The Faith to Fetch Water

It is telling that Mother’s Day is the busiest phone day in the United States, with some 122 million calls going out to the ones who brought us all into the world. Back in the day when party lines were shared, loved ones waited all day for their call to go through. Even then, party lines cut conversations in half by the next person waiting in line. While Mother’s Day isn’t the busiest holiday of the year, it’s not a day you want to forget.

I did that once in college, but a quick call from my father corrected that.

It is not within our humanly power to fully appreciate the sacrifices mother’s make for their children’s lives. I was blessed to have a smart, conscientious, dedicated mom, and those good traits were just the tip of her rich character. She was not perfect, and she made mistakes, but often those mistakes were born out of trying to protect and guide me and were not born from her resentment or bitterness. That women have the gift for providing the gentle blanket of empathy and caretaking over their children is a rock-solid truth of life. My mom had that gift also.

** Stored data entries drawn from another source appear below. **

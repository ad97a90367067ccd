//! Agent card normalization.
//!
//! Agents publish cards in several shapes (current A2A cards with a root
//! `url`, older drafts with `endpoints` lists or maps, single `endpoint`
//! objects). [`normalize_agent_card`] folds all of them into one
//! [`AgentCard`] and reports every structural problem at once.

use a2ascope_common::{AgentId, Error, Result};
use serde_json::{Map, Value};
use tracing::debug;
use url::Url;

use crate::a2a::model::{AgentCapabilities, AgentCard, AgentEndpoint, AgentProvider, AgentSkill};

const KEYED_TRANSPORTS: [&str; 3] = ["jsonrpc", "rpc", "http"];
const DEFAULT_PROTOCOL: &str = "jsonrpc";

/// An endpoint as found in the payload, before URL validation.
struct Candidate {
    label: String,
    id: Option<String>,
    name: Option<String>,
    url: Option<String>,
    protocol: String,
}

/// Normalize a descriptor payload. On failure the error is
/// [`Error::InvalidCard`] carrying every problem found.
pub fn normalize_agent_card(payload: &Value, source_url: Option<&str>) -> Result<AgentCard> {
    let Some(obj) = payload.as_object() else {
        return Err(Error::InvalidCard(vec![
            "agent card must be a JSON object".to_string(),
        ]));
    };

    let mut errors = Vec::new();

    let name = str_field(obj, "name");
    if name.is_none() {
        errors.push("name is required".to_string());
    }

    let (candidates, from_root_url) = endpoint_candidates(obj);
    let mut endpoints = Vec::new();
    for (index, candidate) in candidates.into_iter().enumerate() {
        match validate_endpoint(candidate, index) {
            Ok(endpoint) => endpoints.push(endpoint),
            Err(e) => errors.push(e),
        }
    }
    if from_root_url && !endpoints.is_empty() {
        let extra = additional_interfaces(obj, &endpoints);
        endpoints.extend(extra);
    }
    if endpoints.is_empty() {
        errors.push("at least one endpoint with a valid absolute URL is required".to_string());
    }

    let Some(name) = name else {
        return Err(Error::InvalidCard(errors));
    };
    if !errors.is_empty() {
        return Err(Error::InvalidCard(errors));
    }

    let id = str_field(obj, "id")
        .or_else(|| str_field(obj, "agentId"))
        .or_else(|| source_url.filter(|s| !s.is_empty()).map(str::to_string))
        .unwrap_or_else(|| name.clone());

    let url = source_url
        .filter(|s| !s.is_empty())
        .map(str::to_string)
        .or_else(|| str_field(obj, "url"))
        .unwrap_or_else(|| endpoints[0].url.clone());

    Ok(AgentCard {
        id: AgentId::new(id),
        name,
        description: str_field(obj, "description"),
        version: str_field(obj, "version"),
        protocol_version: str_field(obj, "protocolVersion"),
        url,
        provider: obj.get("provider").and_then(parse_provider),
        default_input_modes: string_list(obj.get("defaultInputModes")),
        default_output_modes: string_list(obj.get("defaultOutputModes")),
        skills: parse_skills(obj.get("skills")),
        endpoints,
        capabilities: parse_capabilities(obj.get("capabilities")),
        raw: payload.clone(),
    })
}

/// Normalize a pasted descriptor.
pub fn parse_card_text(text: &str, source_url: Option<&str>) -> Result<AgentCard> {
    let payload: Value = serde_json::from_str(text)
        .map_err(|e| Error::InvalidCard(vec![format!("agent card is not valid JSON: {e}")]))?;
    normalize_agent_card(&payload, source_url)
}

/// Precedence: `endpoints` array, `endpoints` keyed by transport,
/// singular `endpoint`, root `url`. The first source that yields any
/// candidate wins. The flag is set when the root `url` was used.
fn endpoint_candidates(obj: &Map<String, Value>) -> (Vec<Candidate>, bool) {
    match obj.get("endpoints") {
        Some(Value::Array(items)) if !items.is_empty() => {
            let candidates = items
                .iter()
                .enumerate()
                .map(|(i, item)| candidate_from(item, format!("endpoints[{i}]"), DEFAULT_PROTOCOL))
                .collect();
            return (candidates, false);
        }
        Some(Value::Object(by_transport)) => {
            let candidates: Vec<Candidate> = KEYED_TRANSPORTS
                .iter()
                .filter_map(|key| Some((key, by_transport.get(*key)?.as_array()?)))
                .flat_map(|(key, items)| {
                    items.iter().enumerate().map(move |(i, item)| {
                        candidate_from(item, format!("endpoints.{key}[{i}]"), key)
                    })
                })
                .collect();
            if !candidates.is_empty() {
                return (candidates, false);
            }
        }
        _ => {}
    }

    if let Some(endpoint @ Value::Object(_)) = obj.get("endpoint") {
        return (
            vec![candidate_from(endpoint, "endpoint".to_string(), DEFAULT_PROTOCOL)],
            false,
        );
    }

    match str_field(obj, "url") {
        Some(url) => (
            vec![Candidate {
                label: "url".to_string(),
                id: Some("agent-url".to_string()),
                name: Some("Agent URL".to_string()),
                url: Some(url),
                protocol: str_field(obj, "preferredTransport")
                    .map(|t| t.to_lowercase())
                    .unwrap_or_else(|| DEFAULT_PROTOCOL.to_string()),
            }],
            true,
        ),
        None => (Vec::new(), false),
    }
}

fn candidate_from(item: &Value, label: String, protocol: &str) -> Candidate {
    match item {
        Value::Object(entry) => Candidate {
            id: str_field(entry, "id"),
            name: str_field(entry, "name"),
            url: str_field(entry, "url"),
            protocol: str_field(entry, "protocol")
                .or_else(|| str_field(entry, "transport"))
                .map(|p| p.to_lowercase())
                .unwrap_or_else(|| protocol.to_string()),
            label,
        },
        _ => Candidate {
            label,
            id: None,
            name: None,
            url: None,
            protocol: protocol.to_string(),
        },
    }
}

fn validate_endpoint(candidate: Candidate, index: usize) -> std::result::Result<AgentEndpoint, String> {
    let Some(raw_url) = candidate.url else {
        return Err(format!("{}: url is required", candidate.label));
    };
    if !is_absolute_url(&raw_url) {
        return Err(format!(
            "{}: '{raw_url}' is not a valid absolute URL",
            candidate.label
        ));
    }

    let id = candidate
        .id
        .unwrap_or_else(|| format!("{}-{}", candidate.protocol, index + 1));
    let name = candidate
        .name
        .unwrap_or_else(|| format!("Endpoint {}", index + 1));

    Ok(AgentEndpoint {
        id,
        name,
        url: raw_url,
        protocol: candidate.protocol,
    })
}

/// `additionalInterfaces` entries that add a new, valid URL.
fn additional_interfaces(obj: &Map<String, Value>, known: &[AgentEndpoint]) -> Vec<AgentEndpoint> {
    let Some(items) = obj.get("additionalInterfaces").and_then(Value::as_array) else {
        return Vec::new();
    };

    let mut extra: Vec<AgentEndpoint> = Vec::new();
    for (i, item) in items.iter().enumerate() {
        let Some(entry) = item.as_object() else {
            continue;
        };
        let Some(url) = str_field(entry, "url").filter(|u| is_absolute_url(u)) else {
            debug!("ignoring additionalInterfaces[{i}] without a valid url");
            continue;
        };
        if known.iter().chain(extra.iter()).any(|e| e.url == url) {
            continue;
        }
        let protocol = str_field(entry, "transport")
            .map(|t| t.to_lowercase())
            .unwrap_or_else(|| DEFAULT_PROTOCOL.to_string());
        extra.push(AgentEndpoint {
            id: format!("interface-{}", i + 1),
            name: format!("{} interface", protocol.to_uppercase()),
            url,
            protocol,
        });
    }
    extra
}

pub(crate) fn is_absolute_url(raw: &str) -> bool {
    Url::parse(raw).is_ok_and(|u| !u.cannot_be_a_base() && u.has_host())
}

fn str_field(obj: &Map<String, Value>, key: &str) -> Option<String> {
    obj.get(key)
        .and_then(Value::as_str)
        .map(str::trim)
        .filter(|s| !s.is_empty())
        .map(str::to_string)
}

fn string_list(value: Option<&Value>) -> Option<Vec<String>> {
    let items = value?.as_array()?;
    Some(
        items
            .iter()
            .filter_map(Value::as_str)
            .map(str::to_string)
            .collect(),
    )
}

fn parse_provider(value: &Value) -> Option<AgentProvider> {
    let obj = value.as_object()?;
    let provider = AgentProvider {
        organization: str_field(obj, "organization"),
        url: str_field(obj, "url"),
    };
    if provider.organization.is_none() && provider.url.is_none() {
        None
    } else {
        Some(provider)
    }
}

/// Bare strings become named skills; objects need a `name` (or at least
/// an `id`) and are skipped otherwise.
fn parse_skills(value: Option<&Value>) -> Vec<AgentSkill> {
    let Some(items) = value.and_then(Value::as_array) else {
        return Vec::new();
    };

    items
        .iter()
        .filter_map(|item| match item {
            Value::String(name) if !name.trim().is_empty() => {
                Some(AgentSkill::named(name.trim()))
            }
            Value::Object(skill) => {
                let id = str_field(skill, "id");
                let name = str_field(skill, "name").or_else(|| id.clone())?;
                Some(AgentSkill {
                    name,
                    id,
                    description: str_field(skill, "description"),
                    examples: string_list(skill.get("examples")),
                    tags: string_list(skill.get("tags")),
                    input_modes: string_list(skill.get("inputModes")),
                    output_modes: string_list(skill.get("outputModes")),
                })
            }
            _ => None,
        })
        .collect()
}

fn parse_capabilities(value: Option<&Value>) -> AgentCapabilities {
    let flag = |key: &str| {
        value
            .and_then(|caps| caps.get(key))
            .is_some_and(|v| *v == Value::Bool(true))
    };

    AgentCapabilities {
        streaming: flag("streaming"),
        push_notifications: flag("pushNotifications"),
        state_transition_history: flag("stateTransitionHistory"),
    }
}
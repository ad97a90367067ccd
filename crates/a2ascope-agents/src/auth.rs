use a2ascope_common::{Error, Result};
use reqwest::header::{HeaderName, HeaderValue};
use serde::{Deserialize, Serialize};

use crate::a2a::client::Headers;

/// Per-agent authentication, as entered by the user.
#[derive(Debug, Clone, Default, PartialEq, Eq, Serialize, Deserialize)]
#[serde(tag = "type", rename_all = "camelCase")]
pub enum AgentAuthConfig {
    #[default]
    None,
    Bearer {
        token: String,
    },
    #[serde(rename_all = "camelCase")]
    ApiKey {
        header_name: String,
        header_value: String,
    },
    Custom {
        headers: Headers,
    },
}

impl AgentAuthConfig {
    pub fn kind(&self) -> &'static str {
        match self {
            AgentAuthConfig::None => "none",
            AgentAuthConfig::Bearer { .. } => "bearer",
            AgentAuthConfig::ApiKey { .. } => "apiKey",
            AgentAuthConfig::Custom { .. } => "custom",
        }
    }
}

/// Headers to merge into every request sent to the agent.
pub fn build_auth_headers(auth: Option<&AgentAuthConfig>) -> Headers {
    let mut headers = Headers::new();
    match auth {
        None | Some(AgentAuthConfig::None) => {}
        Some(AgentAuthConfig::Bearer { token }) => {
            if !token.is_empty() {
                headers.insert("Authorization".to_string(), format!("Bearer {token}"));
            }
        }
        Some(AgentAuthConfig::ApiKey {
            header_name,
            header_value,
        }) => {
            if !header_name.is_empty() && !header_value.is_empty() {
                headers.insert(header_name.clone(), header_value.clone());
            }
        }
        Some(AgentAuthConfig::Custom { headers: custom }) => {
            headers.extend(custom.iter().map(|(k, v)| (k.clone(), v.clone())));
        }
    }
    headers
}

/// Token for clients that only understand bearer auth. Empty for every
/// other auth type; those must go through [`build_auth_headers`].
pub fn token_for_bearer_client(auth: Option<&AgentAuthConfig>) -> String {
    match auth {
        Some(AgentAuthConfig::Bearer { token }) => token.clone(),
        _ => String::new(),
    }
}

/// Headers for paths that only carry bearer auth, such as card discovery.
pub fn bearer_auth_headers(auth: Option<&AgentAuthConfig>) -> Headers {
    let token = token_for_bearer_client(auth);
    let mut headers = Headers::new();
    if !token.is_empty() {
        headers.insert("Authorization".to_string(), format!("Bearer {token}"));
    }
    headers
}

/// Reject auth that would produce no header at all, or headers that
/// cannot go on the wire.
pub fn validate_auth(auth: Option<&AgentAuthConfig>) -> Result<()> {
    let produced = build_auth_headers(auth);
    for (name, value) in &produced {
        if HeaderName::from_bytes(name.as_bytes()).is_err() {
            return Err(Error::Auth(format!(
                "'{name}' is not a valid HTTP header name. \
                 Use letters, digits and dashes without spaces."
            )));
        }
        if HeaderValue::from_str(value).is_err() {
            return Err(Error::Auth(format!(
                "The value of header '{name}' contains characters HTTP headers cannot carry."
            )));
        }
    }
    match auth {
        Some(AgentAuthConfig::ApiKey { .. }) if produced.is_empty() => Err(Error::Auth(
            "API key auth is selected but the header name or value is empty. \
             Fill in both, or switch the agent to no authentication."
                .to_string(),
        )),
        Some(AgentAuthConfig::Custom { .. }) if produced.is_empty() => Err(Error::Auth(
            "Custom header auth is selected but no headers are defined. \
             Add at least one header, or switch the agent to no authentication."
                .to_string(),
        )),
        _ => Ok(()),
    }
}
use serde::{Deserialize, Serialize};
use std::fmt;
use uuid::Uuid;

/// Stable identifier of a registered agent (explicit card id, source URL, or name).
#[derive(Debug, Clone, Hash, Eq, PartialEq, Ord, PartialOrd, Serialize, Deserialize)]
#[serde(transparent)]
pub struct AgentId(String);

#[derive(Debug, Clone, Hash, Eq, PartialEq, Serialize, Deserialize)]
#[serde(transparent)]
pub struct MessageId(String);

#[derive(Debug, Clone, Hash, Eq, PartialEq, Serialize, Deserialize)]
#[serde(transparent)]
pub struct LogEntryId(String);

macro_rules! impl_id_type {
    ($t:ty) => {
        impl $t {
            pub fn new(s: impl Into<String>) -> Self {
                Self(s.into())
            }

            /// A fresh random id.
            pub fn generate() -> Self {
                Self(Uuid::new_v4().to_string())
            }

            pub fn as_str(&self) -> &str {
                &self.0
            }
        }

        impl fmt::Display for $t {
            fn fmt(&self, f: &mut fmt::Formatter<'_>) -> fmt::Result {
                write!(f, "{}", self.0)
            }
        }

        impl From<&str> for $t {
            fn from(s: &str) -> Self {
                Self(s.to_string())
            }
        }

        impl From<String> for $t {
            fn from(s: String) -> Self {
                Self(s)
            }
        }
    };
}

impl_id_type!(AgentId);
impl_id_type!(MessageId);
impl_id_type!(LogEntryId);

Mary Magdalene, one of Jesus’ closest disciples, was part of the female entourage that accompanied Jesus and his twelve disciples on his ministry during the three years before his crucifixion. In those days, it was common for the women to fetch water for that day’s chores, a task too culturally “low” to ask of men. Mary Magdalene and Jesus’ mother were up before dawn after Jesus died, probably on their way to get water and to care for Jesus’ body (Matthew 18:1), when Mary noticed that his tomb was empty.

Only a mother can imagine the grief and sorrow the mother of Jesus felt as she began her day attending to the simple chores required of her; get water and check on the body of Jesus in the tomb. She probably would rather have gone back to bed and drowned in her sorrow there, but she rose and began her day. Christians would call that faith, and Jesus called it that, too. When we are given the simple job of believing in something, our acts of faith are in the hope of what we cannot see. It is there in those moments, that God redefines us with the grace of his presence. It was also in their act of faith, that Mary Magdalene and “the other Mary” went to the tomb and were met by Jesus, the Risen Christ.

Then, He says to us: “Why are you crying?”

Given the horrible death of Jesus on the Cross, I am reminded that in the worst of times, it was a woman who found the courage to move forward and find the miracle along the way, the resurrected Christ standing beside her. It is a moment that all Christianity hangs upon. We lean on our faith, and the faith of Mary, to put one foot in front of the other as she did, to go and fetch water, and find our own miracle in that faith journey.

Mothers help us do that. When all seems lost, mothers find their way through a tomb of darkness. They help us rest and look over our shoulders to the One who has been there all along. They rise before dawn. Then, they bring us a cup of hot tea to heal our wounds with the faith that our problems will be solved in time, and that we will find strength and hope along our own path.